• **PROBLEM REQUIREMENTS**
All of the entries are to be returned word for word.

***** EXERCISE MATERIALS *****

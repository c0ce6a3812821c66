use serde::{Deserialize, Serialize};

/// Aggregated position in one coin, derived from the transaction log
/// plus the latest price feed. Never authoritative on its own.
#[derive(Debug, Clone, PartialEq, Serialize, Deserialize)]
pub struct Holding {
    /// Coin ticker, uppercased
    pub coin_symbol: String,

    /// Units currently held
    pub quantity: f64,

    /// Quantity-weighted average purchase price of the units held
    pub average_cost_basis: f64,

    /// Latest known market price (0 until a price feed arrives)
    pub current_price: f64,

    /// 24h price change in percent, from the price feed
    pub daily_change_percent: f64,

    pub is_favorite: bool,
}

impl Holding {
    pub fn new(coin_symbol: impl Into<String>, quantity: f64, average_cost_basis: f64) -> Self {
        Self {
            coin_symbol: coin_symbol.into().to_uppercase(),
            quantity,
            average_cost_basis,
            current_price: 0.0,
            daily_change_percent: 0.0,
            is_favorite: false,
        }
    }

    pub fn current_value(&self) -> f64 {
        self.quantity * self.current_price
    }

    /// What the held units cost.
    pub fn cost_value(&self) -> f64 {
        self.quantity * self.average_cost_basis
    }

    pub fn unrealized_pl(&self) -> f64 {
        self.current_value() - self.cost_value()
    }

    /// Unrealized P/L relative to cost, in percent. 0 when nothing was paid.
    pub fn unrealized_pl_percent(&self) -> f64 {
        let cost = self.cost_value();
        if cost.abs() < f64::EPSILON {
            0.0
        } else {
            self.unrealized_pl() / cost * 100.0
        }
    }

    pub fn matches_symbol(&self, symbol: &str) -> bool {
        self.coin_symbol.eq_ignore_ascii_case(symbol.trim())
    }
}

*****

• **RESPONSE TO THE EXERCISE**
repository c0ce6a3812821c66
use serde::{Deserialize, Serialize};

/// Aggregated position in one coin, derived from the transaction log
/// plus the latest price feed. Never authoritative on its own.
#[derive(Debug, Clone, PartialEq, Serialize, Deserialize)]
pub struct Holding {
    /// Coin ticker, uppercased
    pub coin_symbol: String,

    /// Units currently held
    pub quantity: f64,

    /// Quantity-weighted average purchase price of the units held
    pub average_cost_basis: f64,

    /// Latest known market price (0 until a price feed arrives)
    pub current_price: f64,

    /// 24h price change in percent, from the price feed
    pub daily_change_percent: f64,

    pub is_favorite: bool,
}

impl Holding {
    pub fn new(coin_symbol: impl Into<String>, quantity: f64, average_cost_basis: f64) -> Self {
        Self {
            coin_symbol: coin_symbol.into().to_uppercase(),
            quantity,
            average_cost_basis,
            current_price: 0.0,
            daily_change_percent: 0.0,
            is_favorite: false,
        }
    }

    pub fn current_value(&self) -> f64 {
        self.quantity * self.current_price
    }

    /// What the held units cost.
    pub fn cost_value(&self) -> f64 {
        self.quantity * self.average_cost_basis
    }

    pub fn unrealized_pl(&self) -> f64 {
        self.current_value() - self.cost_value()
    }

    /// Unrealized P/L relative to cost, in percent. 0 when nothing was paid.
    pub fn unrealized_pl_percent(&self) -> f64 {
        let cost = self.cost_value();
        if cost.abs() < f64::EPSILON {
            0.0
        } else {
            self.unrealized_pl() / cost * 100.0
        }
    }

    pub fn matches_symbol(&self, symbol: &str) -> bool {
        self.coin_symbol.eq_ignore_ascii_case(symbol.trim())
    }
}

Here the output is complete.